BEGIN

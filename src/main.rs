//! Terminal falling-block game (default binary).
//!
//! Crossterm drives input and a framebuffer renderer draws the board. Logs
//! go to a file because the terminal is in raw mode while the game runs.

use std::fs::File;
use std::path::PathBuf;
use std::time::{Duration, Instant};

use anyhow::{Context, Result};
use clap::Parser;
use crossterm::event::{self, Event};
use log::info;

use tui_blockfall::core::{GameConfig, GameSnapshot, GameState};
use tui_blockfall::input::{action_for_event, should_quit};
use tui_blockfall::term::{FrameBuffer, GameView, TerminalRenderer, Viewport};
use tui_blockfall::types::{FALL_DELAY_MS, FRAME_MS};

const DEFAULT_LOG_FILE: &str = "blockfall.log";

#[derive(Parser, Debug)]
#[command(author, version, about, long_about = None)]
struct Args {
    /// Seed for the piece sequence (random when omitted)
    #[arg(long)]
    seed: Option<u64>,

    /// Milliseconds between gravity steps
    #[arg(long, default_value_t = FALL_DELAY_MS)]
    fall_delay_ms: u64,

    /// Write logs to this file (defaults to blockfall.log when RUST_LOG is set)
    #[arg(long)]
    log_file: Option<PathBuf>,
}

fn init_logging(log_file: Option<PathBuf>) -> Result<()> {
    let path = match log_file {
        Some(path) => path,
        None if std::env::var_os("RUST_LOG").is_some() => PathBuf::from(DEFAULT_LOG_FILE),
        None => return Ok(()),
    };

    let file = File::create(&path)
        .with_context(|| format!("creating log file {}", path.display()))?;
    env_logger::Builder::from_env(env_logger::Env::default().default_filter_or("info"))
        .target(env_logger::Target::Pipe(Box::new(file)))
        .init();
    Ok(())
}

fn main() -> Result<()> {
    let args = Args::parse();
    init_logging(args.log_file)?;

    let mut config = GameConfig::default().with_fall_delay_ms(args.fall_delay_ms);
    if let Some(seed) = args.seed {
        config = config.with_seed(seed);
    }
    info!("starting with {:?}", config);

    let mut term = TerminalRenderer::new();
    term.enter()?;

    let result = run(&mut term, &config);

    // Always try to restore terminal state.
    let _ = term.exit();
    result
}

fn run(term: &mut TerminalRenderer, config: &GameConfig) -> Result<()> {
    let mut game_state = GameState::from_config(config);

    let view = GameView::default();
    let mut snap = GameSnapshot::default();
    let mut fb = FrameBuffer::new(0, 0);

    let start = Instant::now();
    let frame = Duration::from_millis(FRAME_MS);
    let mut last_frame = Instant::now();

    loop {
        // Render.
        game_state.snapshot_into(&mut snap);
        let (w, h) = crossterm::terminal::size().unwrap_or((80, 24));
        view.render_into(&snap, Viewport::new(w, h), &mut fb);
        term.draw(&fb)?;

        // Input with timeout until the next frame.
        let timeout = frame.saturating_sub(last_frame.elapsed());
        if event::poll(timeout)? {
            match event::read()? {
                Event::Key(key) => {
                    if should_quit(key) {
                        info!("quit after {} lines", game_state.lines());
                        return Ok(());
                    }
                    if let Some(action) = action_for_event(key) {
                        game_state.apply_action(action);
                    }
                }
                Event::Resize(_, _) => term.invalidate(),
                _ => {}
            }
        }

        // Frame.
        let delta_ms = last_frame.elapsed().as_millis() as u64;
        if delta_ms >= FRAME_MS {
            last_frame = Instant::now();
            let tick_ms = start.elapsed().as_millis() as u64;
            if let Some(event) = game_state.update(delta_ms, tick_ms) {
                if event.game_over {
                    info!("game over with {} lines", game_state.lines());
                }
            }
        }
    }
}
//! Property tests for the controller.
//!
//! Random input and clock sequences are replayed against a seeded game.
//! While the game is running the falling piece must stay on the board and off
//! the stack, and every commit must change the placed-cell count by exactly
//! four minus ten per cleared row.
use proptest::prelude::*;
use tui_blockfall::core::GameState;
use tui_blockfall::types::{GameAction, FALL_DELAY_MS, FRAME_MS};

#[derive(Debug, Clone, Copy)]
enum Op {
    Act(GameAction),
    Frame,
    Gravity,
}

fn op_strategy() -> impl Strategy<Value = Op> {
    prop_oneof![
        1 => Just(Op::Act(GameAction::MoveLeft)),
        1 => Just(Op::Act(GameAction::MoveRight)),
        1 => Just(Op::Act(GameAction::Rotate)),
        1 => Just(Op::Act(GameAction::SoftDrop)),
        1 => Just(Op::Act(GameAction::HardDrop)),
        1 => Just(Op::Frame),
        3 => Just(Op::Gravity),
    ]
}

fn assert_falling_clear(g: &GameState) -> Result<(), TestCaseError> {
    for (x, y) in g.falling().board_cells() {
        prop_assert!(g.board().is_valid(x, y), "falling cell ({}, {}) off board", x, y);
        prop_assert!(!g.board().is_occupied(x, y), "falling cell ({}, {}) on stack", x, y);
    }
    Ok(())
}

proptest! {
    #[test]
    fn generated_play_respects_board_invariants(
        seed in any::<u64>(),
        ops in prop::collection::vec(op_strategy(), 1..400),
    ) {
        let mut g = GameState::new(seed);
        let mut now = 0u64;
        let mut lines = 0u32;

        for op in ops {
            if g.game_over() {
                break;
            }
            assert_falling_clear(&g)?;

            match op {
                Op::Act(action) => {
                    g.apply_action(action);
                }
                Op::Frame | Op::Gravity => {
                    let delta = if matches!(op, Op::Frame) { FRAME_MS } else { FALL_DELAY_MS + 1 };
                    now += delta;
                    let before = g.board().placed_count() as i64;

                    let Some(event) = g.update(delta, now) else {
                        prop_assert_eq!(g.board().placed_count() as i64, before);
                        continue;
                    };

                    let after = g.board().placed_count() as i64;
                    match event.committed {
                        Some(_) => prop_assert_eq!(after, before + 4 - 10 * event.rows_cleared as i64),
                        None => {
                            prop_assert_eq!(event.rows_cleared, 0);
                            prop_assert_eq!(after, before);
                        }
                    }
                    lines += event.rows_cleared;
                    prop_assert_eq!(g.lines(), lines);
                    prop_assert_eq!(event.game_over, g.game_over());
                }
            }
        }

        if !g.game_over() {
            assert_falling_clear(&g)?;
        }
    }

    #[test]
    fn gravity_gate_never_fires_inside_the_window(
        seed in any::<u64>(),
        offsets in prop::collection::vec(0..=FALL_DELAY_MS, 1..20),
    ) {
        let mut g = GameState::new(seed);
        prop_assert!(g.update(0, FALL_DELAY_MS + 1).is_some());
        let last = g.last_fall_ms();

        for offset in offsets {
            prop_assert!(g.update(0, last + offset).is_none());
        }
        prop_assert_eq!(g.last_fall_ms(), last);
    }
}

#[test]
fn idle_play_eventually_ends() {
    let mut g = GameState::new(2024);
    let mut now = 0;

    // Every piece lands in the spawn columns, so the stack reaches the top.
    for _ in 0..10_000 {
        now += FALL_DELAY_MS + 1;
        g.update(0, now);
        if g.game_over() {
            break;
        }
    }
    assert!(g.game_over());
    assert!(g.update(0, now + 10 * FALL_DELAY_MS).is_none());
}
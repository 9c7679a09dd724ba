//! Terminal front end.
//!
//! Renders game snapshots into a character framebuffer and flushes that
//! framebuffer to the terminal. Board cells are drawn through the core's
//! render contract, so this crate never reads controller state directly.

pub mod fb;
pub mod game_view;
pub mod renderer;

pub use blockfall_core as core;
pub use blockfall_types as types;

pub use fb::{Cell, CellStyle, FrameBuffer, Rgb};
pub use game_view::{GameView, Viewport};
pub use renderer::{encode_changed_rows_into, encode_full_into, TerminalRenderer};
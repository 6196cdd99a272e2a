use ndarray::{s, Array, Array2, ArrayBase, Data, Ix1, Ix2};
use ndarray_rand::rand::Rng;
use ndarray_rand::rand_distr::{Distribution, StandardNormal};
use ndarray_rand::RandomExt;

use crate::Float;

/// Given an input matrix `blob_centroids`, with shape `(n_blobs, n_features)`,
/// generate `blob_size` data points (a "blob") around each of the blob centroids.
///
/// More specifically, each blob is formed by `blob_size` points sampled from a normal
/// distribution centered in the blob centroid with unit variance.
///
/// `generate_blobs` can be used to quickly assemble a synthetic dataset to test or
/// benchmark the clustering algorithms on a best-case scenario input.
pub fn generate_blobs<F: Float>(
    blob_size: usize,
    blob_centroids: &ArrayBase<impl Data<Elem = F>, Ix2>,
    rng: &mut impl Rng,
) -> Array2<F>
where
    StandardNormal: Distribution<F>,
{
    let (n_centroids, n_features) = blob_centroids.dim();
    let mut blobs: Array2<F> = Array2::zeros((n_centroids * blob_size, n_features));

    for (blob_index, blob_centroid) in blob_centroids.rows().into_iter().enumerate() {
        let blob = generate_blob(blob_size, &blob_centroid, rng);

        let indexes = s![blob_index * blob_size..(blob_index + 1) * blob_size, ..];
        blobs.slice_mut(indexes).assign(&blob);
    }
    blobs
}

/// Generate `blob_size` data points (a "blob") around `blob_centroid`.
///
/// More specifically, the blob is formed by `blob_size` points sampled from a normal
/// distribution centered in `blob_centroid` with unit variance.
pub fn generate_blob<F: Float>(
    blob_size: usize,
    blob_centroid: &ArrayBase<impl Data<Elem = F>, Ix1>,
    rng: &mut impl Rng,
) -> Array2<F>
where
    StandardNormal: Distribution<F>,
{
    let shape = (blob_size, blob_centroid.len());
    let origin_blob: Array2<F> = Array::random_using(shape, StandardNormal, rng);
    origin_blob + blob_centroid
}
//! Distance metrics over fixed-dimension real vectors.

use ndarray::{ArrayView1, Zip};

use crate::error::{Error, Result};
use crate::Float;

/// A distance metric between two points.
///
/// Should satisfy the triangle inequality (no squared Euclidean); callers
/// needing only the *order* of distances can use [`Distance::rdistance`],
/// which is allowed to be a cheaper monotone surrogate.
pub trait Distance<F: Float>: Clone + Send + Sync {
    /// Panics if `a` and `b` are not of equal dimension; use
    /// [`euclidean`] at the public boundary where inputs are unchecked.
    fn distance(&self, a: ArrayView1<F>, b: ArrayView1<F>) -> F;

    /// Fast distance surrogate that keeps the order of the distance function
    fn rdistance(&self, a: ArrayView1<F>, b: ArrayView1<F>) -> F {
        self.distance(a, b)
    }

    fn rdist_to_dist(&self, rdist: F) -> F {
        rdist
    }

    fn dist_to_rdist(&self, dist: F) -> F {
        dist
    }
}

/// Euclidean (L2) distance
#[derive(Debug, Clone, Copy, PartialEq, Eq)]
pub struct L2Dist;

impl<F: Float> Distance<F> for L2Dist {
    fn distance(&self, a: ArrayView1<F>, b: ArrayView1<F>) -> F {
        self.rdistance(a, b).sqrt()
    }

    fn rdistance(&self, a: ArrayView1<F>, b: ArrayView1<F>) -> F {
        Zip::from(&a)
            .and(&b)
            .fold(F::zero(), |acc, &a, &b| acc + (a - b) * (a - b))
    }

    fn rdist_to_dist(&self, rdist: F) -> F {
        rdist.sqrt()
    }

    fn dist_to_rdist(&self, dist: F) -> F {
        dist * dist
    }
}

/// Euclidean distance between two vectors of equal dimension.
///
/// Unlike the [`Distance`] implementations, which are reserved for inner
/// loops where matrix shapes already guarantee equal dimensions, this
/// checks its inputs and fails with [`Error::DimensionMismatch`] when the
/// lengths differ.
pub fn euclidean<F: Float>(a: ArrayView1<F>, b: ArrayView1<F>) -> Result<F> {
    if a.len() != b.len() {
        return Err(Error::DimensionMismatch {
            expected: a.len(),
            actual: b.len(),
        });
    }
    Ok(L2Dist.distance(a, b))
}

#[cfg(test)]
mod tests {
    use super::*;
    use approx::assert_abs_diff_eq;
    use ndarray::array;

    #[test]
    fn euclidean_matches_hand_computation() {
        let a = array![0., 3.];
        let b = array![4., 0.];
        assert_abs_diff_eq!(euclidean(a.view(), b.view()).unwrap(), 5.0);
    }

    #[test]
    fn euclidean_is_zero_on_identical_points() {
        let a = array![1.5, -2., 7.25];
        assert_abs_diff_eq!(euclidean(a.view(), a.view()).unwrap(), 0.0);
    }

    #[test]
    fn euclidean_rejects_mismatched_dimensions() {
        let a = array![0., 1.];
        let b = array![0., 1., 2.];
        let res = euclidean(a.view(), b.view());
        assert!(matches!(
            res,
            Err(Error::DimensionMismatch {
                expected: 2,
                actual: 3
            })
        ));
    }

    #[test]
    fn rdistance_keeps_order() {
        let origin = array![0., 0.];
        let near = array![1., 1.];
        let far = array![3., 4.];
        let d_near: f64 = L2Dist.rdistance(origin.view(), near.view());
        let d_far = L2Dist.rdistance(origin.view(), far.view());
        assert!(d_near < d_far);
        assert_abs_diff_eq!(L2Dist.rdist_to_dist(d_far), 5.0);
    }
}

END

• [What you have to do]
Go through the data and show every line where "Debug" occurs.

• [Solution to the exercise]
#[derive(Parser, Debug)]
#[derive(Debug, Clone, Copy)]
#[derive(Debug, Clone, Copy, PartialEq, Eq)]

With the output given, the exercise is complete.